What the task requires: Check each line below for the word "RequestContext". Then give only how many lines have it.

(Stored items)

[Start of Attachment]

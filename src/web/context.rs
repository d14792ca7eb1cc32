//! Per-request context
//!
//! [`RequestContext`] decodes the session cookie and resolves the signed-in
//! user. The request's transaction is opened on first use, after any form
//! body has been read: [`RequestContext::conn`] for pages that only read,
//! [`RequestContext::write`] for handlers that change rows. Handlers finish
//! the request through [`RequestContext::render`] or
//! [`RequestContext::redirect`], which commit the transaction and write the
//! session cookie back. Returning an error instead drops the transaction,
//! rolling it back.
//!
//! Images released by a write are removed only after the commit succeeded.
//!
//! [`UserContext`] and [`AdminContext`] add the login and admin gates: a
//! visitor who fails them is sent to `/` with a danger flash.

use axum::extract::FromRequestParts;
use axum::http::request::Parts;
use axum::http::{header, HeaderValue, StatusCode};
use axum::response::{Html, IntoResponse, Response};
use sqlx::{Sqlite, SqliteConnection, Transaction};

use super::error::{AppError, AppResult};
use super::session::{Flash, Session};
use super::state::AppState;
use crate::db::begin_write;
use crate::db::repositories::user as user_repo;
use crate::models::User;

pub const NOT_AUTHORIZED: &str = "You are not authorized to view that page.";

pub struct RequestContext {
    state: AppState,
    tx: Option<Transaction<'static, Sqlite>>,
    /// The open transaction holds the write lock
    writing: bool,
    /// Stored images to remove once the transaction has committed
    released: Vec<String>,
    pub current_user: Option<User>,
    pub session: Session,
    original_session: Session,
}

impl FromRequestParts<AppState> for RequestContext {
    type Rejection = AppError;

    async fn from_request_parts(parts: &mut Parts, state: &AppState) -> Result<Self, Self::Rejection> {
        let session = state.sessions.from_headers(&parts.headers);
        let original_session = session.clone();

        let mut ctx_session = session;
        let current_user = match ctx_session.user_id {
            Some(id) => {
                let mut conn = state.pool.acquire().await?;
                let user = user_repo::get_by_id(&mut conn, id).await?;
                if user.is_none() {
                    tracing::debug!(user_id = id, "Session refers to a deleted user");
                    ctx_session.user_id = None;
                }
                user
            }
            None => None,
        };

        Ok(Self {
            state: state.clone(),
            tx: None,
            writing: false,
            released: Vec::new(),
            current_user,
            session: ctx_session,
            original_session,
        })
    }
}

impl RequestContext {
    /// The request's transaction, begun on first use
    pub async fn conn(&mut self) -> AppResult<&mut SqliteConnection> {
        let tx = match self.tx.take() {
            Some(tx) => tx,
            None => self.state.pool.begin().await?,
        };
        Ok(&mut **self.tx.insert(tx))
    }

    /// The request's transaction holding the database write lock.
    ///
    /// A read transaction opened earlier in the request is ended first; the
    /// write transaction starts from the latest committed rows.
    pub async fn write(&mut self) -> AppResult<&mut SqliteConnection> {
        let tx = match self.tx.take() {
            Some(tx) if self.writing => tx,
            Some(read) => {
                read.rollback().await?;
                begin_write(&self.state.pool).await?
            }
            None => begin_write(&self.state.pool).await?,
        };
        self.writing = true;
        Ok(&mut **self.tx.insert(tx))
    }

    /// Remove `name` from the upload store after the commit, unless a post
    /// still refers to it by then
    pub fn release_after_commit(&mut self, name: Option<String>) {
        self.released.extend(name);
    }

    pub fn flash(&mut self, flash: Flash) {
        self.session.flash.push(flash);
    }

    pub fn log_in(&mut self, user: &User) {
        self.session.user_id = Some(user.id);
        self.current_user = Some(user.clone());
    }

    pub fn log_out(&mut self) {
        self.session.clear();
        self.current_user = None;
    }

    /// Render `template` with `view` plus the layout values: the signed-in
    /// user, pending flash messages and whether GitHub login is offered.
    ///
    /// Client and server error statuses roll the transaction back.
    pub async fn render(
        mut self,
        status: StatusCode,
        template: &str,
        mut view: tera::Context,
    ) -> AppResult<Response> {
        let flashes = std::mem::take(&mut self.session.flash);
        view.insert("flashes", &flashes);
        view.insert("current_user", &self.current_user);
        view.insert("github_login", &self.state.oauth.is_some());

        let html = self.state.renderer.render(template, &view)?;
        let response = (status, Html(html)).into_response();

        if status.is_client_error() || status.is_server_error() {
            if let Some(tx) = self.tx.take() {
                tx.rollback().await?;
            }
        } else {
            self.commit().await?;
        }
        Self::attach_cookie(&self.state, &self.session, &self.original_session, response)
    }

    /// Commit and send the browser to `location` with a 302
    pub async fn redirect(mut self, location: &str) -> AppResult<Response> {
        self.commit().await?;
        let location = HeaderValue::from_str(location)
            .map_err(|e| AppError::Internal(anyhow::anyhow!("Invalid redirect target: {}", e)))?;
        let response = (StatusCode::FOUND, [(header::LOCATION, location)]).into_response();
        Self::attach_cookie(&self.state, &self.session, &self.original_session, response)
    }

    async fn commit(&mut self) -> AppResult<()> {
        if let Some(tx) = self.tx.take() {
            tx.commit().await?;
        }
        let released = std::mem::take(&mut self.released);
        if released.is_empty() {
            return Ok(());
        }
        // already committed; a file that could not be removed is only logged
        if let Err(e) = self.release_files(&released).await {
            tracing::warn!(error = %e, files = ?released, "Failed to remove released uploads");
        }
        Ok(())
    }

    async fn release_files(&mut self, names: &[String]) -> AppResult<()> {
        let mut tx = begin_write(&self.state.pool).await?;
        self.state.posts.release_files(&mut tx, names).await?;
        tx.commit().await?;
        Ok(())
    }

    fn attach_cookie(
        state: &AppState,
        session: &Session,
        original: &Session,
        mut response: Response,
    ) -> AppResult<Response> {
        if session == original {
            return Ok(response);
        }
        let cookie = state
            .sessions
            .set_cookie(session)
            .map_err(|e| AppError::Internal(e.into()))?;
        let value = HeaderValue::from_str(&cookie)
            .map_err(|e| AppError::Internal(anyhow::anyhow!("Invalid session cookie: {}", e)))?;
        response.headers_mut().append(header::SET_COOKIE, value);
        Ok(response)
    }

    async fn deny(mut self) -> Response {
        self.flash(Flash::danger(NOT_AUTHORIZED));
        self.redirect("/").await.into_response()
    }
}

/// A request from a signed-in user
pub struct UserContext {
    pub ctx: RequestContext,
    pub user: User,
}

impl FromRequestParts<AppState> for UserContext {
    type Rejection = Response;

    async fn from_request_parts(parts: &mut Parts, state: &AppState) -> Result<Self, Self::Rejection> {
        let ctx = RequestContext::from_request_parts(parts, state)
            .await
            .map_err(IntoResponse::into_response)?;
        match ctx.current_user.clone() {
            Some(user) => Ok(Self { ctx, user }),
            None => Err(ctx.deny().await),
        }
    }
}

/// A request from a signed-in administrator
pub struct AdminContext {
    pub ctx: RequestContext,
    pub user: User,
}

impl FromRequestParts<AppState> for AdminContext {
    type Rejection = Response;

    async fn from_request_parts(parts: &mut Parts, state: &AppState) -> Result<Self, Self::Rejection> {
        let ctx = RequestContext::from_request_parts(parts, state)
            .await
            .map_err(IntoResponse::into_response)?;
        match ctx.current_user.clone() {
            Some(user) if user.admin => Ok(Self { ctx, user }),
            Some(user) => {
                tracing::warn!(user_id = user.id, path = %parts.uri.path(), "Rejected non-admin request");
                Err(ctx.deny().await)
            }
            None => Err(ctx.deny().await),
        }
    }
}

[End of Attachment]

Response to this task: 12